Unassisted birth - or "freebirth", as it's sometimes called - is intriguing to me. I sometimes wonder how my own home birth experience would have been different without the support of my midwives. With a surprise breech, I'm really glad the midwives were there, and everything went smoothly. I like to believe that if I'd given birth without the midwives it all would have gone smoothly, but I suppose I'll never know.

What I do know for myself is this: If I prayed about planning an unassisted birth and felt the overwhelming peace that I felt after praying about home birth, I would definitely do it.

I'm in a good position for excellent home birth support. Through the process of my doula training and ongoing midwifery training I'm developing a fantastic network of amazing doulas and midwives. Many of them are dear friends. I feel that as long as I live here I will not want for better birth support at home. I may never have a reason to consider freebirth.

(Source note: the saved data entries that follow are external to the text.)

//! Market and price domain types.
//!
//! A `Market` is the decoded view of a backend market record: all
//! fixed-point string fields are already converted to `Decimal` so the
//! rest of the crate never touches raw scaled integers.

use chrono::{DateTime, Utc};
use rust_decimal::Decimal;
use serde::{Deserialize, Serialize};

/// Numeric market identifier assigned by the chain program.
pub type MarketId = u64;

/// Position direction.
#[derive(Debug, Clone, Copy, PartialEq, Eq, Hash, Serialize, Deserialize)]
pub enum Side {
    Long,
    Short,
}

impl Side {
    /// Chain-level boolean flag (`is_long`).
    pub fn is_long(self) -> bool {
        matches!(self, Self::Long)
    }

    pub fn from_is_long(is_long: bool) -> Self {
        if is_long {
            Self::Long
        } else {
            Self::Short
        }
    }
}

impl std::fmt::Display for Side {
    fn fmt(&self, f: &mut std::fmt::Formatter<'_>) -> std::fmt::Result {
        match self {
            Self::Long => write!(f, "LONG"),
            Self::Short => write!(f, "SHORT"),
        }
    }
}

/// Latest observed price attached to a market record.
#[derive(Debug, Clone, PartialEq, Serialize, Deserialize)]
pub struct LatestPrice {
    pub price: Decimal,
    pub timestamp: DateTime<Utc>,
    /// Oracle or feed that produced the observation.
    pub source: String,
}

/// A perpetual-futures market, refreshed periodically from the backend.
///
/// Immutable per fetch; a new fetch replaces the whole value.
#[derive(Debug, Clone, PartialEq, Serialize, Deserialize)]
pub struct Market {
    pub id: MarketId,
    /// Display symbol, e.g. "BTC/USDT".
    pub symbol: String,
    pub base_asset: String,
    pub quote_asset: String,
    /// Maximum leverage permitted by the chain program.
    pub max_leverage: Decimal,
    /// Initial margin ratio.
    pub init_mr: Decimal,
    /// Maintenance margin ratio.
    pub maint_mr: Decimal,
    pub fee_rate: Decimal,
    pub liq_reward_rate: Decimal,
    pub settlement_token_id: u64,
    pub is_active: bool,
    pub latest_price: Option<LatestPrice>,
}

/// A single price observation from the backend price history.
#[derive(Debug, Clone, PartialEq, Serialize, Deserialize)]
pub struct PricePoint {
    pub id: String,
    pub market_id: MarketId,
    pub symbol: String,
    pub price: Decimal,
    pub source: String,
    pub timestamp: DateTime<Utc>,
}

#[cfg(test)]
mod tests {
    use super::*;

    #[test]
    fn test_side_display_and_flag() {
        assert_eq!(Side::Long.to_string(), "LONG");
        assert_eq!(Side::Short.to_string(), "SHORT");
        assert!(Side::Long.is_long());
        assert_eq!(Side::from_is_long(false), Side::Short);
    }
}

But what about the women who live in areas where, for whatever reason, cannot get the support they want for a home birth? While home birth is legal throughout the United States, in many states it's against the law to have a trained midwife attend your baby's birth at home. This means that women wanting a home birth in those areas have two options: go "underground" and try to find a midwife to support them illegally at home, or plan an unassisted birth.

The reasons for choosing freebirth are varied. Some women choose it because of limited options, as I described above. Others choose it because they prefer to give birth to their child without any interference whatsoever, surrounded by loved ones, often just their partner and other children.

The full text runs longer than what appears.